- _Data records_
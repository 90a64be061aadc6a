//! Invalidation trigger.
//!
//! High-level API the write path uses to publish cache events; events are
//! consumed immediately so the common case (one edit, one purge) completes
//! before the admin response is returned.

use std::sync::Arc;

use tracing::debug;

use super::config::CacheConfig;
use super::consumer::InvalidationConsumer;
use super::events::{EventKind, EventQueue};

pub struct InvalidationTrigger {
    config: CacheConfig,
    queue: Arc<EventQueue>,
    consumer: Arc<InvalidationConsumer>,
}

impl InvalidationTrigger {
    pub fn new(
        config: CacheConfig,
        queue: Arc<EventQueue>,
        consumer: Arc<InvalidationConsumer>,
    ) -> Self {
        Self {
            config,
            queue,
            consumer,
        }
    }

    /// Publish an event and optionally consume immediately.
    pub async fn trigger(&self, kind: EventKind, consume_now: bool) {
        if !self.config.enabled {
            debug!(event_kind = ?kind, "Invalidation trigger skipped: cache disabled");
            return;
        }

        self.queue.publish(kind);

        if consume_now {
            self.consumer.consume().await;
        }
    }

    /// A post was created or edited.
    pub async fn post_upserted(&self, slug: &str, tags: &[String]) {
        self.trigger(
            EventKind::PostUpserted {
                slug: slug.to_string(),
                tags: tags.to_vec(),
            },
            true,
        )
        .await;
    }

    /// A post was soft-deleted.
    pub async fn post_deleted(&self, slug: &str, tags: &[String]) {
        self.trigger(
            EventKind::PostDeleted {
                slug: slug.to_string(),
                tags: tags.to_vec(),
            },
            true,
        )
        .await;
    }

    /// A soft-deleted post was restored.
    pub async fn post_restored(&self, slug: &str, tags: &[String]) {
        self.trigger(
            EventKind::PostRestored {
                slug: slug.to_string(),
                tags: tags.to_vec(),
            },
            true,
        )
        .await;
    }

    pub fn config(&self) -> &CacheConfig {
        &self.config
    }

    pub fn queue(&self) -> &Arc<EventQueue> {
        &self.queue
    }

    pub fn consumer(&self) -> &Arc<InvalidationConsumer> {
        &self.consumer
    }
}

- _Exercise objective_
Go through the data above and tally every line that includes "EventKind". State only the total.

- _Worked solution_
5